Después de comer, María Thins se había subido a sus habitaciones en el piso superior. Sin embargo, una vez en el transcurso de la tarde la oí en el pasillo y cuando levanté la vista estaba en la puerta del lavadero, observándome. No me dirigió la palabra, de modo que volví a mi plancha como si no estuviera allí. Pasado un momento, vi por el rabillo del ojo que movía afirmativamente la cabeza y luego se iba arrastrando los pies.

Él tenía un invitado arriba -oí subir a dos voces masculinas-. Más tarde, cuando las oí bajar, me asomé discretamente a la puerta del lavadero y los vi salir.

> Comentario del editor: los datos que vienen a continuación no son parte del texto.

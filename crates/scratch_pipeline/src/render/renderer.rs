//! # Renderer
//!
//! The per-frame driver around a [`FrameRenderer`]. For each camera, in order:
//!
//! 1. cull the scene into the frame's scratch cull results
//! 2. set up camera properties
//! 3. let the pipeline record its passes
//! 4. submit, or abandon on failure
//!
//! Cameras are processed strictly one after another. A failing camera never
//! affects the ones after it.

use std::path::PathBuf;

use crate::core::config::{PipelineAsset, RendererConfig};
use crate::render::backend::RenderBackend;
use crate::render::commands::CommandBufferPool;
use crate::render::context::RenderContext;
use crate::render::frame::{CameraFrameState, CameraOutcome, FrameArena, FrameReport};
use crate::render::materials::MaterialLibrary;
use crate::render::pipelines::{create_pipeline, FrameRenderer, PipelineKind};
use crate::render::visibility::VisibilityResolver;
use crate::render::{RenderError, RenderResult};
use crate::scene::{Camera, Scene};

/// Frame driver owning the backend and one pipeline instance
pub struct Renderer<B: RenderBackend> {
    backend: B,
    pipeline: Option<Box<dyn FrameRenderer>>,
    materials: MaterialLibrary,
    resolver: VisibilityResolver,
    arena: FrameArena,
    command_pool: CommandBufferPool,
    shader_include_paths: Vec<PathBuf>,
    frame_index: u64,
}

impl<B: RenderBackend> Renderer<B> {
    /// Build the renderer and the pipeline named by `config.pipeline`
    pub fn new(config: &RendererConfig, mut backend: B, materials: MaterialLibrary) -> RenderResult<Self> {
        config
            .validate()
            .map_err(|e| RenderError::InvalidConfiguration(e.to_string()))?;
        let shader_include_paths = config
            .shader_library
            .resolve()
            .map_err(|e| RenderError::InvalidConfiguration(e.to_string()))?;
        for path in &shader_include_paths {
            log::debug!("Shader include path: {}", path.display());
        }

        let pipeline = create_pipeline(&config.pipeline, &mut backend, &materials)?;

        Ok(Self {
            backend,
            pipeline: Some(pipeline),
            materials,
            resolver: VisibilityResolver::new(),
            arena: FrameArena::new(config.max_frames_in_flight),
            command_pool: CommandBufferPool::new(),
            shader_include_paths,
            frame_index: 0,
        })
    }

    /// Build a renderer with default settings around `asset`
    pub fn from_asset(asset: PipelineAsset, backend: B, materials: MaterialLibrary) -> RenderResult<Self> {
        Self::new(&RendererConfig::new(asset), backend, materials)
    }

    /// Render one frame for every camera
    pub fn render(&mut self, cameras: &[Camera], scene: &Scene) -> FrameReport {
        let frame_index = self.frame_index;
        self.frame_index += 1;
        let mut report = FrameReport::new(frame_index);

        let Some(pipeline) = self.pipeline.as_mut() else {
            log::warn!("Render called after shutdown, frame {} skipped", frame_index);
            return report;
        };
        let scratch = self.arena.slot_mut(frame_index);

        for camera in cameras {
            let mut outcome = CameraOutcome::new(camera.name.as_str());

            if let Err(e) = self
                .resolver
                .cull(camera, scene, &self.materials, &mut scratch.cull_results)
            {
                log::warn!("Skipping camera '{}': {}", camera.name, e);
                outcome.fail(CameraFrameState::CullFailed, &e);
                report.cameras.push(outcome);
                continue;
            }
            outcome.advance(CameraFrameState::Culled);
            outcome.visible_renderers = scratch.cull_results.visible_renderers.len();
            outcome.visible_lights = scratch.cull_results.visible_lights.len();

            let mut ctx = RenderContext::new(
                &mut self.backend,
                &self.materials,
                &mut self.command_pool,
                &mut scratch.commands,
                &camera.name,
            );
            ctx.setup_camera_properties(camera);

            let recorded = pipeline.render_camera(&mut ctx, camera, &scratch.cull_results);
            outcome.targets_acquired = ctx.acquired_total();
            match recorded {
                Ok(()) => {
                    outcome.advance(CameraFrameState::PassesRecorded);
                    let command_count = ctx.commands().len();
                    match ctx.submit() {
                        Ok(()) => {
                            outcome.commands_submitted = command_count;
                            outcome.advance(CameraFrameState::Submitted);
                        }
                        Err(e) => {
                            log::warn!("Submission failed for camera '{}': {}", camera.name, e);
                            outcome.fail(CameraFrameState::Abandoned, &e);
                        }
                    }
                }
                Err(e) => {
                    log::warn!("Recording failed for camera '{}': {}", camera.name, e);
                    ctx.abandon();
                    outcome.fail(CameraFrameState::Abandoned, &e);
                }
            }
            report.cameras.push(outcome);
        }

        log::debug!(
            "Frame {}: {} submitted, {} skipped, {} abandoned",
            frame_index,
            report.submitted(),
            report.skipped(),
            report.abandoned()
        );
        report
    }

    /// Dispose the pipeline. Later calls do nothing.
    pub fn shutdown(&mut self) {
        if let Some(mut pipeline) = self.pipeline.take() {
            pipeline.dispose(&mut self.backend);
            log::info!("Renderer shut down after {} frames", self.frame_index);
        }
    }

    /// Active pipeline variant, until shutdown
    pub fn pipeline_kind(&self) -> Option<PipelineKind> {
        self.pipeline.as_ref().map(|p| p.kind())
    }

    /// Frames rendered so far
    pub fn frame_index(&self) -> u64 {
        self.frame_index
    }

    /// The backend
    pub fn backend(&self) -> &B {
        &self.backend
    }

    /// Mutable access to the backend
    pub fn backend_mut(&mut self) -> &mut B {
        &mut self.backend
    }

    /// The material library
    pub fn materials(&self) -> &MaterialLibrary {
        &self.materials
    }

    /// Absolute shader include directories
    pub fn shader_include_paths(&self) -> &[PathBuf] {
        &self.shader_include_paths
    }
}

impl<B: RenderBackend> Drop for Renderer<B> {
    fn drop(&mut self) {
        self.shutdown();
    }
}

El hombre que lo acompañaba era bastante grueso y llevaba una pluma en el sombrero.

Cuando oscureció encendimos las velas, y Tanneke y yo cenamos queso y cerveza con las niñas en el Cuarto de la Crucifixión, mientras que los otros cenaron lengua en la Sala Grande. Yo tuve buen cuidado de sentarme de espaldas al cuadro. Estaba tan agotada que apenas si podía pensar. En mi casa también trabajaba mucho, pero no era tan cansado como en una casa desconocida, donde todo era nuevo y siempre estaba tensa y seria. En casa podía reírme con mi madre o Agnes o Frans. Aquí no tenía a nadie con quien reírme.

Todavía no había bajado a la bodega, donde iba a dormir. Cogí una vela, pero localizada la cama, la almohada y la manta, estaba demasiado cansada para examinar mucho más. Dejando abierta la trampilla para que me entrara un poco de aire fresco, me descalcé, me quité la cofia, el delantal y el vestido, recé brevemente mis oraciones y me acosté. Estaba a punto de apagar la vela cuando reparé en el cuadro que estaba colgado a los pies de mi cama. Me incorporé, totalmente despabilada. Era otra representación de Cristo en la Cruz, más pequeña que la de arriba, pero todavía más inquietante. Cristo había echado la cabeza atrás, en un gesto de dolor, y María Magdalena tenía los ojos en blanco. Me metí en la cama cautelosamente, incapaz de apartar la vista de aquella escena. No podía imaginarme durmiendo en la misma habitación que aquella pintura. Quería descolgarla, pero no me atrevía. Finalmente, apagué la vela -no podía permitirme malgastar las velas en mi primer día en la casa-. Volví a tumbarme, con los ojos fijos en el sitio donde sabía que estaba colgado el cuadro.